Now, you could teach a whole course on regular expressions alone, especially if you wanted to demystify how
the regex parsing engine works and efficient mechanisms for parsing text. In this lecture I want to give you
basic understanding of how regex works - enough knowledge that, with a little directed sleuthing, you'll be
able to make sense of the regex patterns you see others use, and you can build up your practical knowledge of
how to use regexes to improve your data cleaning. By the end of this lecture, you will understand the basics
of regular expressions, how to define patterns for matching, how to apply these patterns to strings, and how
to use the results of those patterns in data processing.

Finally, a note that in order to best learn regexes you need to write regexes.
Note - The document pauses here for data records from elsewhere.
//! Shadowing ended notification
//!
//! The front end reports that remote control stopped (hotkey or
//! channel teardown). The shadowing session returns to Active and is
//! removed from the target's shadowed-by list.

use std::sync::Arc;

use futures::future::BoxFuture;
use tracing::debug;

use crate::context::AppContext;
use crate::rpc::calls::{route_via_connection, IncomingCall};
use crate::rpc::messages::{RemoteControlEndedRequest, RemoteControlEndedResponse};

pub(super) fn handle(call: IncomingCall, ctx: &Arc<AppContext>) -> BoxFuture<'static, ()> {
    let ctx = ctx.clone();
    Box::pin(async move {
        let Ok(req) = call.decode::<RemoteControlEndedRequest>() else {
            call.respond_failed("bad remote-control-ended request");
            return;
        };
        route_via_connection(&ctx, req.connection_id, "remote-control-ended", call, run);
    })
}

fn run(call: IncomingCall, ctx: Arc<AppContext>) -> BoxFuture<'static, ()> {
    Box::pin(async move {
        let Ok(req) = call.decode::<RemoteControlEndedRequest>() else {
            call.respond_failed("bad remote-control-ended request");
            return;
        };

        let shadow_session_id = ctx
            .connections
            .get(req.connection_id)
            .map(|c| c.session_id())
            .unwrap_or(0);
        let Some(shadow) = ctx.sessions.get(shadow_session_id) else {
            call.respond_success(&RemoteControlEndedResponse { success: false });
            return;
        };

        let success = shadow.stop_remote_control(&ctx).await;

        let target_session_id = ctx
            .connections
            .get(req.target_connection_id)
            .map(|c| c.session_id())
            .unwrap_or(0);
        if let Some(target) = ctx.sessions.get(target_session_id) {
            target.remove_shadowed_by(shadow_session_id);
        } else {
            debug!(
                connection = req.target_connection_id,
                "no target session for ended remote control"
            );
        }

        call.respond_success(&RemoteControlEndedResponse { success });
    })
}
//! Module registry
//!
//! Backend and auth modules are registered once at startup; sessions
//! resolve them by name. Requesting a backend with the launcher flag
//! returns a launcher-wrapped instance.

use std::collections::HashMap;
use std::sync::Arc;

use parking_lot::RwLock;
use tracing::{info, warn};

use crate::module::auth::AuthModule;
use crate::module::launcher::LauncherModule;
use crate::module::BackendModule;

pub struct ModuleManager {
    backends: RwLock<HashMap<String, Arc<dyn BackendModule>>>,
    launched: RwLock<HashMap<String, Arc<dyn BackendModule>>>,
    auth_modules: RwLock<HashMap<String, Arc<dyn AuthModule>>>,
}

impl ModuleManager {
    pub fn new() -> Self {
        Self {
            backends: RwLock::new(HashMap::new()),
            launched: RwLock::new(HashMap::new()),
            auth_modules: RwLock::new(HashMap::new()),
        }
    }

    pub fn register_backend(&self, module: Arc<dyn BackendModule>) {
        if let Err(err) = module.init() {
            warn!(module = module.name(), %err, "backend module init failed, not registered");
            return;
        }
        info!(module = module.name(), "backend module registered");
        self.backends
            .write()
            .insert(module.name().to_string(), module);
    }

    pub fn register_auth(&self, module: Arc<dyn AuthModule>) {
        info!(module = module.name(), "auth module registered");
        self.auth_modules
            .write()
            .insert(module.name().to_string(), module);
    }

    /// Resolve a backend by name. With `use_launcher` the module's
    /// process is started through the privileged launcher helper.
    pub fn backend(&self, name: &str, use_launcher: bool) -> Option<Arc<dyn BackendModule>> {
        if !use_launcher {
            return self.backends.read().get(name).cloned();
        }
        if let Some(wrapped) = self.launched.read().get(name) {
            return Some(wrapped.clone());
        }
        // launcher wrappers exist for any registered name
        self.backends.read().get(name)?;
        let wrapped: Arc<dyn BackendModule> = Arc::new(LauncherModule::new(name));
        self.launched
            .write()
            .insert(name.to_string(), wrapped.clone());
        Some(wrapped)
    }

    pub fn auth_module(&self, name: &str) -> Option<Arc<dyn AuthModule>> {
        self.auth_modules.read().get(name).cloned()
    }

    pub fn backend_names(&self) -> Vec<String> {
        self.backends.read().keys().cloned().collect()
    }

    /// Tear every registered backend down (manager shutdown).
    pub fn shutdown(&self) {
        for module in self.backends.write().drain() {
            module.1.destroy();
        }
        self.launched.write().clear();
    }
}

impl Default for ModuleManager {
    fn default() -> Self {
        Self::new()
    }
}
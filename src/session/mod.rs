//! Sessions, connections and their stores

pub mod connection;
pub mod connection_store;
pub mod executor;
pub mod notifier;
pub mod session;
pub mod state;
pub mod store;
pub mod tasks;

pub use connection::{ClientInformation, Connection, ConnectionState};
pub use connection_store::ConnectionStore;
pub use notifier::{ChannelNotifier, LogNotifier, SessionNotifier};
pub use session::{Session, SessionError};
pub use state::{ConnectState, NotificationReason};
pub use store::SessionStore;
I encourage you to stop the
video at any time and try out new patterns or syntax you learn at any time.

In [1]:
# First we'll import the re module, which is where python stores regular expression libraries.
import re

In [None]:
# There are several main processing functions in re that you might use. The first,
# match() checks for a match that is at the beginning of the string and returns a boolean. 
# search(), checks for a match anywhere in the string, and returns a boolean.
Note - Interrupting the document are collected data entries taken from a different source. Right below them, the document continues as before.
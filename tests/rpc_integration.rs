//! RPC engine integration tests
//!
//! Runs the engine on a real socket with an in-test front end on the
//! other side: version handshake, request dispatch, out-call
//! correlation, SBP gating and the transport-reset cascade.

mod common;

use std::sync::Arc;
use std::time::Duration;

use prost::Message;
use tokio::io::{AsyncReadExt, AsyncWriteExt};
use tokio::net::UnixStream;

use wrd_session_manager::context::AppContext;
use wrd_session_manager::permission::PERM_VIRTUAL_CHANNEL;
use wrd_session_manager::properties::{PropertyLevel, PropertyValue};
use wrd_session_manager::protocol::{
    icp, sbp, status, PROTOCOL_VERSION_MAJOR, SESSION_MANAGER_PIPE,
};
use wrd_session_manager::otsapi::{OtsApiHandler, OtsRequest, OtsResponse};
use wrd_session_manager::rpc::envelope::{Framer, RpcEnvelope, RpcStatus, VersionInfo};
use wrd_session_manager::rpc::messages::{
    AuthenticateUserRequest, AuthenticateUserResponse, PingRequest, PingResponse,
    SbpVersionRequest, SbpVersionResponse, SwitchToResponse, VirtualChannelCloseResponse,
    VirtualChannelOpenResponse,
};
use wrd_session_manager::rpc::RpcEngine;
use wrd_session_manager::session::ConnectState;

use common::harness;

struct FrontEnd {
    stream: UnixStream,
    framer: Framer,
    next_tag: u32,
}

impl FrontEnd {
    async fn connect(ctx: &Arc<AppContext>) -> Self {
        let path = ctx.pipe_path(SESSION_MANAGER_PIPE);
        let stream = UnixStream::connect(path).await.expect("connect to engine");
        Self {
            stream,
            framer: Framer::new(),
            next_tag: 100,
        }
    }

    async fn send(&mut self, env: &RpcEnvelope) {
        self.stream
            .write_all(&env.to_frame())
            .await
            .expect("write frame");
    }

    /// Read one envelope; `None` on EOF.
    async fn read(&mut self) -> Option<RpcEnvelope> {
        let mut buffer = [0u8; 4096];
        loop {
            if let Some(body) = self.framer.next_frame().expect("framing") {
                return Some(RpcEnvelope::decode_body(&body).expect("envelope"));
            }
            match self.stream.read(&mut buffer).await {
                Ok(0) => return None,
                Ok(n) => self.framer.extend(&buffer[..n]),
                Err(_) => return None,
            }
        }
    }

    async fn handshake(&mut self, vmajor: u32) -> RpcEnvelope {
        self.send(&RpcEnvelope {
            tag: 1,
            msgtype: 0,
            isresponse: false,
            status: RpcStatus::Success as i32,
            payload: None,
            errordescription: None,
            versioninfo: Some(VersionInfo { vmajor, vminor: 0 }),
        })
        .await;
        self.read().await.expect("version reply")
    }

    async fn request<M: Message>(&mut self, msgtype: u16, payload: &M) -> u32 {
        self.next_tag += 1;
        let tag = self.next_tag;
        self.send(&RpcEnvelope {
            tag,
            msgtype: msgtype as u32,
            isresponse: false,
            status: RpcStatus::Success as i32,
            payload: Some(payload.encode_to_vec()),
            errordescription: None,
            versioninfo: None,
        })
        .await;
        tag
    }

    async fn respond<M: Message>(&mut self, tag: u32, msgtype: u32, payload: &M) {
        self.send(&RpcEnvelope {
            tag,
            msgtype,
            isresponse: true,
            status: RpcStatus::Success as i32,
            payload: Some(payload.encode_to_vec()),
            errordescription: None,
            versioninfo: None,
        })
        .await;
    }
}

#[tokio::test]
async fn version_handshake_then_ping() {
    let h = harness();
    let ctx = h.ctx.clone();
    let engine = RpcEngine::start(ctx.clone()).unwrap();

    let mut fe = FrontEnd::connect(&ctx).await;
    let reply = fe.handshake(PROTOCOL_VERSION_MAJOR).await;
    assert!(reply.isresponse);
    assert_eq!(reply.versioninfo.unwrap().vmajor, PROTOCOL_VERSION_MAJOR);

    let tag = fe.request(icp::PING, &PingRequest {}).await;
    let response = fe.read().await.expect("ping response");
    assert_eq!(response.tag, tag);
    assert!(response.isresponse);
    assert_eq!(response.status(), RpcStatus::Success);
    let pong = PingResponse::decode(response.payload.unwrap().as_slice()).unwrap();
    assert!(pong.pong);

    engine.stop(&ctx).await;
}

#[tokio::test]
async fn version_mismatch_gets_one_reply_then_close() {
    let h = harness();
    let ctx = h.ctx.clone();
    let engine = RpcEngine::start(ctx.clone()).unwrap();

    let mut fe = FrontEnd::connect(&ctx).await;
    let reply = fe.handshake(PROTOCOL_VERSION_MAJOR + 5).await;
    assert_eq!(reply.versioninfo.unwrap().vmajor, PROTOCOL_VERSION_MAJOR);

    // nothing after the single version reply; the pipe is closed
    assert!(fe.read().await.is_none());

    engine.stop(&ctx).await;
}

#[tokio::test]
async fn unknown_call_type_answers_not_found() {
    let h = harness();
    let ctx = h.ctx.clone();
    let engine = RpcEngine::start(ctx.clone()).unwrap();

    let mut fe = FrontEnd::connect(&ctx).await;
    fe.handshake(PROTOCOL_VERSION_MAJOR).await;

    let tag = fe.request(999, &PingRequest {}).await;
    let response = fe.read().await.expect("response");
    assert_eq!(response.tag, tag);
    assert_eq!(response.status(), RpcStatus::NotFound);

    engine.stop(&ctx).await;
}

#[tokio::test]
async fn out_call_is_correlated_by_tag() {
    let h = harness();
    let ctx = h.ctx.clone();
    let engine = RpcEngine::start(ctx.clone()).unwrap();

    let mut fe = FrontEnd::connect(&ctx).await;
    fe.handshake(PROTOCOL_VERSION_MAJOR).await;

    let call_ctx = ctx.clone();
    let caller = tokio::spawn(async move {
        call_ctx
            .rpc
            .call(icp::SWITCH_TO, Vec::new(), Duration::from_secs(5))
            .await
    });

    let request = fe.read().await.expect("outgoing request");
    assert!(!request.isresponse);
    assert_eq!(request.msgtype, icp::SWITCH_TO as u32);

    fe.respond(request.tag, request.msgtype, &SwitchToResponse { success: true })
        .await;

    let outcome = caller.await.unwrap();
    assert!(outcome.is_success());
    let decoded: SwitchToResponse = outcome.decode().unwrap();
    assert!(decoded.success);
    assert_eq!(ctx.rpc.pending_count(), 0);

    engine.stop(&ctx).await;
}

#[tokio::test]
async fn transport_reset_cascades() {
    let h = harness();
    let ctx = h.ctx.clone();
    let engine = RpcEngine::start(ctx.clone()).unwrap();

    let mut fe = FrontEnd::connect(&ctx).await;
    fe.handshake(PROTOCOL_VERSION_MAJOR).await;

    // populate connection store and an abandoned greeter session
    ctx.connections.get_or_create(1);
    ctx.connections.get_or_create(2);
    let greeter = ctx.sessions.create(&ctx);
    greeter
        .set_connect_state(&ctx, ConnectState::Connected)
        .await;

    // several in-flight out-calls
    let mut callers = Vec::new();
    for _ in 0..5 {
        let call_ctx = ctx.clone();
        callers.push(tokio::spawn(async move {
            call_ctx
                .rpc
                .call(icp::MESSAGE, Vec::new(), Duration::from_secs(30))
                .await
        }));
    }
    for _ in 0..5 {
        let request = fe.read().await.expect("request");
        assert!(!request.isresponse);
    }

    // peer drops abruptly
    drop(fe);

    for caller in callers {
        let outcome = caller.await.unwrap();
        assert_eq!(outcome.code, status::TRANSPORT_ERROR);
    }
    assert_eq!(ctx.rpc.pending_count(), 0);

    // connection store wiped, greeter session reaped
    let deadline = tokio::time::Instant::now() + Duration::from_secs(5);
    loop {
        if ctx.connections.is_empty() && ctx.sessions.get(greeter.id()).is_none() {
            break;
        }
        assert!(
            tokio::time::Instant::now() < deadline,
            "reset did not cascade"
        );
        tokio::time::sleep(Duration::from_millis(20)).await;
    }

    engine.stop(&ctx).await;
}

#[tokio::test]
async fn sbp_calls_are_gated_on_version_compatibility() {
    let h = harness();
    let ctx = h.ctx.clone();
    let engine = RpcEngine::start(ctx.clone()).unwrap();

    let mut fe = FrontEnd::connect(&ctx).await;
    fe.handshake(PROTOCOL_VERSION_MAJOR).await;

    let session = ctx.sessions.create(&ctx);

    // before the version exchange every SBP call is rejected
    let tag = fe
        .request(
            sbp::AUTHENTICATE_USER,
            &AuthenticateUserRequest {
                session_id: session.id(),
                user_name: "alice".into(),
                domain: String::new(),
                password: "secret".into(),
            },
        )
        .await;
    let rejected = fe.read().await.expect("response");
    assert_eq!(rejected.tag, tag);
    assert_eq!(rejected.status(), RpcStatus::Failed);

    // negotiate
    let tag = fe
        .request(
            sbp::VERSION,
            &SbpVersionRequest {
                session_id: session.id(),
                vmajor: 1,
                vminor: 0,
            },
        )
        .await;
    let reply = fe.read().await.expect("version response");
    assert_eq!(reply.tag, tag);
    let decoded = SbpVersionResponse::decode(reply.payload.unwrap().as_slice()).unwrap();
    assert!(decoded.compatible);
    assert!(session.is_sbp_compatible());

    // now the call is dispatched; the session is no greeter, so the
    // re-auth reports a wrong session state instead of a rejection
    let tag = fe
        .request(
            sbp::AUTHENTICATE_USER,
            &AuthenticateUserRequest {
                session_id: session.id(),
                user_name: "alice".into(),
                domain: String::new(),
                password: "secret".into(),
            },
        )
        .await;
    let response = fe.read().await.expect("auth response");
    assert_eq!(response.tag, tag);
    assert_eq!(response.status(), RpcStatus::Success);
    let decoded = AuthenticateUserResponse::decode(response.payload.unwrap().as_slice()).unwrap();
    assert_ne!(decoded.auth_status, 0);

    engine.stop(&ctx).await;
}

#[tokio::test]
async fn virtual_channel_open_and_close() {
    let h = harness();
    let ctx = h.ctx.clone();
    ctx.properties.set(
        PropertyLevel::Global,
        "virtualChannel.whiteList",
        PropertyValue::Text("cliprdr".into()),
    );
    let engine = RpcEngine::start(ctx.clone()).unwrap();

    let mut fe = FrontEnd::connect(&ctx).await;
    fe.handshake(PROTOCOL_VERSION_MAJOR).await;

    let session = ctx.sessions.create(&ctx);
    session.set_user_name("alice");
    let connection = ctx.connections.get_or_create(4);
    connection.bind_session(session.id());

    let token = ctx
        .permissions
        .register_logon("alice", "", PERM_VIRTUAL_CHANNEL);

    // front end side: answer channel requests
    let responder = tokio::spawn(async move {
        while let Some(request) = fe.read().await {
            match request.msgtype as u16 {
                icp::OTSAPI_VIRTUAL_CHANNEL_OPEN => {
                    fe.respond(
                        request.tag,
                        request.msgtype,
                        &VirtualChannelOpenResponse {
                            pipe_name: "\\\\.\\pipe\\ogon_cliprdr_4".into(),
                            instance: 1,
                        },
                    )
                    .await;
                }
                icp::OTSAPI_VIRTUAL_CHANNEL_CLOSE => {
                    fe.respond(
                        request.tag,
                        request.msgtype,
                        &VirtualChannelCloseResponse { success: true },
                    )
                    .await;
                }
                other => panic!("unexpected request type {}", other),
            }
        }
    });

    let handler = OtsApiHandler::new(ctx.clone());

    let response = handler
        .handle(OtsRequest::VirtualChannelOpen {
            token: token.clone(),
            session_id: session.id(),
            virtual_name: "cliprdr".into(),
            dynamic: false,
            flags: 0,
        })
        .await;
    match response {
        OtsResponse::Channel {
            pipe_name,
            instance,
        } => {
            assert!(!pipe_name.is_empty());
            assert_eq!(instance, 1);
        }
        other => panic!("unexpected response: {:?}", other),
    }

    // a channel outside the whitelist never reaches the front end
    let response = handler
        .handle(OtsRequest::VirtualChannelOpen {
            token: token.clone(),
            session_id: session.id(),
            virtual_name: "rdpsnd".into(),
            dynamic: false,
            flags: 0,
        })
        .await;
    match response {
        OtsResponse::Channel {
            pipe_name,
            instance,
        } => {
            assert!(pipe_name.is_empty());
            assert_eq!(instance, 0);
        }
        other => panic!("unexpected response: {:?}", other),
    }

    let response = handler
        .handle(OtsRequest::VirtualChannelClose {
            token,
            session_id: session.id(),
            virtual_name: "cliprdr".into(),
            instance: 1,
        })
        .await;
    match response {
        OtsResponse::Done { success } => assert!(success),
        other => panic!("unexpected response: {:?}", other),
    }

    engine.stop(&ctx).await;
    responder.abort();
}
# Lets create some text for an example
text = "This is a good day."

# Now, lets see if it's a good day or not:
if re.search("good", text): # the first parameter here is the pattern
    print("Wondeerful!")
else:
    print("Alas :(")

In [None]:
# In addition to checking for conditionals, we can segment a string. The work that regex does here is called
# tokenizing, where the string is separated into substrings based on patterns. Tokenizing is a core activity
# in natural language processing, which we won't talk much about here but that you will study in the future

  
# findall()  
# split() 
# functions will parse the string for us and return chunks. Lets try and example

text = "Amy works diligently. Amy gets good grades. Our student Amy is succesful."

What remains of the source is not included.